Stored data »
★ ★ ★ ★ ★ ★ ★

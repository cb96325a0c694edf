//! Tokenizer function table
//!
//! Every [`Context`] maps to one lexing routine. A routine consumes one
//! token from the cursor, may switch the context (directly, or by pushing
//! the current one onto the resumption stack) and returns the token's style.
//!
//! A routine may also hand control to another context without consuming
//! anything, for example an unterminated link reaching the next line. It
//! then returns `None` and the engine dispatches again in the new context
//! within the same call.
//!
//! The routines live in submodules by construct:
//!
//! - this module: running text, line-start markup, headings, comments,
//!   entities, signatures and behavior switches
//! - [`links`]: internal, external and bare links
//! - [`templates`]: templates, parser functions and template variables
//! - [`tables`]: table structure
//! - [`tags`]: HTML and extension tags

mod links;
mod tables;
mod tags;
mod templates;

use super::cursor::{is_space, LineCursor};
use super::engine::Engine;
use super::entities::is_valid_entity;
use super::state::{BlockKind, Context, State};
use super::style::{self, Counter, Style};
use super::vocabulary::{section_level, tags as t};

/// Result of one lexing routine; `None` asks for another dispatch
pub(crate) type Step = Option<Style>;

/// Characters that are ordinary text in every context
#[inline]
fn is_plain(c: char) -> bool {
    !is_space(c)
        && !matches!(
            c,
            '_' | '>' | '}' | '[' | ']' | '<' | '{' | '\'' | '|' | '&' | ':' | '~' | '='
        )
}

#[inline]
fn is_list_marker(c: char) -> bool {
    matches!(c, '*' | '#' | ';' | ':')
}

/// Number of leading `c` characters of `s`
#[inline]
pub(crate) fn run_length(s: &str, c: char) -> usize {
    s.chars().take_while(|&ch| ch == c).count()
}

/// Whether the text after `<!--` holds no `-->` that is followed by more text
fn comment_runs_to_end(body: &str) -> bool {
    memchr::memmem::find_iter(body.as_bytes(), b"-->")
        .all(|i| body[i + 3..].trim_start().is_empty())
}

/// Heading shape of a line starting with `=`: `(opening run, closing run incl. trailing space)`
///
/// The closing run must repeat the opening run; it may be followed by
/// whitespace and a comment that runs to the end of the line.
fn section_header(line: &str) -> Option<(usize, usize)> {
    let after = line.strip_prefix('=')?;
    let leading = run_length(after, '=').min(5);

    for extra in (0..=leading).rev() {
        let body = &after[extra..];
        let level = extra + 1;
        for (k, _) in body.char_indices().skip(1) {
            let candidate = &body[k..];
            if run_length(candidate, '=') < level {
                continue;
            }
            let tail = &candidate[level..];
            let trimmed = tail.trim_start();
            let ok = trimmed.is_empty()
                || trimmed
                    .strip_prefix("<!--")
                    .is_some_and(comment_runs_to_end);
            if ok {
                return Some((level, level + tail.len() - trimmed.len()));
            }
        }
    }
    None
}

impl Engine {
    /// Produce one token in the current context
    pub(crate) fn dispatch(&self, c: &mut LineCursor<'_>, s: &mut State) -> Step {
        match s.tokenize {
            Context::Default => Some(self.eat_wikitext(c, s, Style::new())),
            // a heading ends with its line, even when a nested construct swallowed its markers
            Context::SectionHeader { .. } | Context::SectionHeaderEnd if c.sol() => {
                s.leave();
                None
            }
            Context::SectionHeader { count } => self.in_section_header(c, s, count),
            Context::SectionHeaderEnd => {
                c.skip_to_end();
                s.leave();
                Some(style::local(s, Style::of(t::SECTION_HEADER)))
            }
            Context::Block(kind) => self.in_block(c, s, kind),
            Context::Link => self.in_link(c, s),
            Context::LinkToSection => self.in_link_to_section(c, s),
            Context::LinkText { bold, italic } => self.in_link_text(c, s, bold, italic),
            Context::ExternalLinkProtocol { len } => self.in_external_link_protocol(c, s, len),
            Context::ExternalLink => self.in_external_link(c, s),
            Context::ExternalLinkText => self.in_external_link_text(c, s),
            Context::FreeExternalLinkProtocol => self.in_free_external_link_protocol(c, s),
            Context::FreeExternalLink => self.in_free_external_link(c, s),
            Context::TemplatePageName { eaten } => self.in_template_page_name(c, s, eaten),
            Context::TemplateArgument { expect_name } => {
                Some(self.in_template_argument(c, s, expect_name))
            }
            Context::ParserFunctionName => Some(self.in_parser_function_name(c, s)),
            Context::ParserFunctionArguments => Some(self.in_parser_function_arguments(c, s)),
            Context::Variable => Some(self.in_variable(c, s)),
            Context::VariableDefault => Some(self.in_variable_default(c, s)),
            Context::StartTable => Some(self.in_start_table(c, s)),
            Context::TableDefinition => Some(self.in_table_definition(c, s)),
            Context::TableCaption => Some(self.in_table_caption(c, s)),
            Context::Table => Some(self.in_table(c, s)),
            Context::TableRow { start, head } => Some(self.in_table_row(c, s, start, head)),
            Context::TagName { len, close, kind } => Some(self.in_tag_name(c, s, len, close, kind)),
            Context::HtmlTagAttribute { ref name } => {
                let name = name.clone();
                Some(self.in_html_tag_attribute(c, s, &name))
            }
            Context::ExtTagAttribute { ext } => Some(self.in_ext_tag_attribute(c, s, ext)),
            Context::ExtTagArea { ext } => Some(self.in_ext_tag_area(c, s, ext)),
            Context::ExtTokens { ext, window_end } => Some(self.in_ext_tokens(c, s, ext, window_end)),
            Context::ExtCloseTag { ext } => Some(self.in_ext_close_tag(c, s, ext)),
            Context::CloseBracket(kind) => Some(self.in_close_bracket(c, s, kind)),
        }
    }

    // ========================================================================
    // Running text
    // ========================================================================

    /// Lex one token of running wikitext; `base` styles ordinary text
    pub(crate) fn eat_wikitext(&self, c: &mut LineCursor<'_>, s: &mut State, base: Style) -> Style {
        if c.sol() {
            if let Some(style) = self.eat_line_start(c, s) {
                return style;
            }
        }

        let Some(ch) = c.next() else {
            return style::styled(s, base);
        };

        match ch {
            '&' => return self.eat_html_entity(c, s, base),
            '\'' => {
                if let Some(style) = self.eat_apostrophes(c, s) {
                    return style;
                }
            }
            '[' => {
                if c.eat('[') {
                    c.eat_space();
                    if c.peek().is_some_and(|next| !matches!(next, ']' | '|' | '[')) {
                        s.increment(Counter::Link);
                        s.enter(Context::Link);
                        return style::local(s, Style::of(t::LINK_BRACKET));
                    }
                } else if let Some(len) = self.protocols().match_at(c.rest()) {
                    s.increment(Counter::Link);
                    s.enter(Context::ExternalLinkProtocol { len });
                    return style::local(s, Style::of(t::EXTLINK_BRACKET));
                }
            }
            '{' => {
                if let Some(style) = self.eat_open_brace(c, s) {
                    return style;
                }
            }
            '<' => {
                if let Some(style) = self.eat_open_angle(c, s) {
                    return style;
                }
            }
            '~' => {
                let run = run_length(c.rest(), '~');
                if run >= 2 {
                    c.advance(run.min(4));
                    return style::local(s, Style::of(t::SIGNATURE));
                }
            }
            '_' => {
                if let Some(style) = self.eat_double_underscore(c, s, &base) {
                    return style;
                }
            }
            ch if is_space(ch) => {
                c.eat_space();
                if !c.rest().starts_with("//") && self.protocols().match_at(c.rest()).is_some() {
                    s.enter(Context::FreeExternalLinkProtocol);
                }
                return style::styled(s, base);
            }
            _ => {}
        }

        c.eat_while(is_plain);
        style::styled(s, base)
    }

    /// Markup only recognized at the start of a line
    fn eat_line_start(&self, c: &mut LineCursor<'_>, s: &mut State) -> Option<Style> {
        let rest = c.rest();
        if !rest.starts_with("//") {
            if let Some(len) = self.protocols().match_at(rest) {
                c.advance(len);
                s.enter(Context::FreeExternalLink);
                return Some(style::local(s, Style::of(t::FREE_EXTLINK_PROTOCOL)));
            }
        }

        match c.peek()? {
            '-' => {
                let run = run_length(rest, '-');
                if run >= 4 {
                    c.advance(run);
                    return Some(style::local(s, Style::of(t::HR)));
                }
            }
            '=' => {
                let (level, count) = section_header(rest)?;
                c.advance(level);
                s.enter(Context::SectionHeader { count });
                return Some(style::local(
                    s,
                    Style::of(t::SECTION_HEADER).with(section_level(level)),
                ));
            }
            '*' | '#' | ';' => {
                c.eat_while(is_list_marker);
                return Some(style::local(s, Style::of(t::LIST)));
            }
            ':' => {
                if rest.trim_start_matches(':').starts_with("{|") {
                    s.enter(Context::StartTable);
                }
                c.eat_while(is_list_marker);
                return Some(style::local(s, Style::of(t::INDENTING)));
            }
            ' ' => {
                let table_follows = rest
                    .trim_start_matches(is_space)
                    .trim_start_matches(':')
                    .starts_with("{|");
                if !table_follows {
                    c.next();
                    return Some(style::local(s, Style::of(t::SKIP_FORMATTING)));
                }
                c.eat_space();
                if c.eat_while(|ch| ch == ':') {
                    s.enter(Context::StartTable);
                    return Some(style::local(s, Style::of(t::INDENTING)));
                }
                return Some(self.open_table(c, s));
            }
            '{' => {
                if rest.starts_with("{|") {
                    return Some(self.open_table(c, s));
                }
            }
            _ => {}
        }
        None
    }

    // ========================================================================
    // Headings and blocks
    // ========================================================================

    fn in_section_header(&self, c: &mut LineCursor<'_>, s: &mut State, count: usize) -> Step {
        let start = c.pos();
        if c.eat_while(|ch| !matches!(ch, '&' | '<' | '[' | '{' | '~')) {
            if c.eol() {
                c.set_pos(c.pos().saturating_sub(count).max(start));
                s.switch(Context::SectionHeaderEnd);
            } else if c.rest().strip_prefix("<!--").is_some_and(|body| {
                memchr::memmem::find_iter(body.as_bytes(), b"-->").all(|i| !body[i..].contains('='))
            }) {
                c.set_pos(c.pos().saturating_sub(count).max(start));
                s.switch(Context::Block(BlockKind::HeaderUntilComment));
            }
            if c.pos() == start {
                return None;
            }
            return Some(style::local(s, Style::of(t::SECTION)));
        }
        Some(self.eat_wikitext(c, s, Style::of(t::SECTION)))
    }

    fn in_block(&self, c: &mut LineCursor<'_>, s: &mut State, kind: BlockKind) -> Step {
        let start = c.pos();
        let (style, terminator, consume) = match kind {
            BlockKind::Comment => (t::COMMENT, "-->", true),
            BlockKind::HeaderUntilComment => (t::SECTION_HEADER, "<!--", false),
        };
        if c.skip_to(terminator) {
            if consume {
                c.advance(terminator.len());
            }
            s.leave();
        } else {
            c.skip_to_end();
        }
        if c.pos() == start {
            return None;
        }
        Some(style::local(s, Style::of(style)))
    }

    /// `<!--` was consumed: lex the comment up to `-->` or the end of the line
    pub(crate) fn open_comment(&self, c: &mut LineCursor<'_>, s: &mut State) -> Style {
        s.enter(Context::Block(BlockKind::Comment));
        self.in_block(c, s, BlockKind::Comment)
            .unwrap_or_else(|| style::local(s, Style::of(t::COMMENT)))
    }

    // ========================================================================
    // Small inline constructs
    // ========================================================================

    /// `&` was consumed: a character reference, or ordinary text
    pub(crate) fn eat_html_entity(&self, c: &mut LineCursor<'_>, s: &mut State, base: Style) -> Style {
        if self.scan_entity(c) {
            style::styled(s, Style::of(t::HTML_ENTITY))
        } else {
            style::styled(s, base)
        }
    }

    /// Consume the body of a character reference after `&`; true if it is valid
    pub(crate) fn scan_entity(&self, c: &mut LineCursor<'_>) -> bool {
        let start = c.pos();
        c.eat_while(|ch| ch.is_ascii_alphanumeric() || ch == '#')
            && c.eat(';')
            && is_valid_entity(&c.line()[start..c.pos() - 1])
    }

    /// `_` was consumed: a behavior switch such as `__NOTOC__`
    fn eat_double_underscore(&self, c: &mut LineCursor<'_>, s: &mut State, base: &Style) -> Option<Style> {
        let mut underscores = 1;
        while c.eat('_') {
            underscores += 1;
        }

        if underscores > 2 {
            // leave the last two for the next token, they may open a switch
            if !c.eol() {
                c.back_up(2);
            }
            return Some(style::styled(s, base.clone()));
        }
        if underscores < 2 {
            return None;
        }

        let rest = c.rest();
        let is_word_char = |ch: char| {
            !is_space(ch)
                && !matches!(ch, '>' | '}' | '[' | ']' | '<' | '{' | '\'' | '|' | '&' | ':' | '~')
        };
        let mut word_end = None;
        for (i, ch) in rest.char_indices() {
            if i > 0 && rest[i..].starts_with("__") {
                word_end = Some(i);
                break;
            }
            if !is_word_char(ch) {
                break;
            }
        }
        let word_end = word_end?;

        let key = format!("__{}__", &rest[..word_end]);
        c.advance(word_end + 2);
        if self.config().is_double_underscore(&key) {
            return Some(style::local(s, Style::of(t::DOUBLE_UNDERSCORE)));
        }
        if !c.eol() {
            c.back_up(2);
        }
        Some(style::styled(s, base.clone()))
    }
}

★ ★ ★ ★ ★ ★ ★

About this exercise » The answer is the records above restated word for word from their opening line through the line that holds "this module: running", both included, and nothing else.

Exercise solution »
repository cb96325a0c694edf
//! Tokenizer function table
//!
//! Every [`Context`] maps to one lexing routine. A routine consumes one
//! token from the cursor, may switch the context (directly, or by pushing
//! the current one onto the resumption stack) and returns the token's style.
//!
//! A routine may also hand control to another context without consuming
//! anything, for example an unterminated link reaching the next line. It
//! then returns `None` and the engine dispatches again in the new context
//! within the same call.
//!
//! The routines live in submodules by construct:
//!
//! - this module: running text, line-start markup, headings, comments,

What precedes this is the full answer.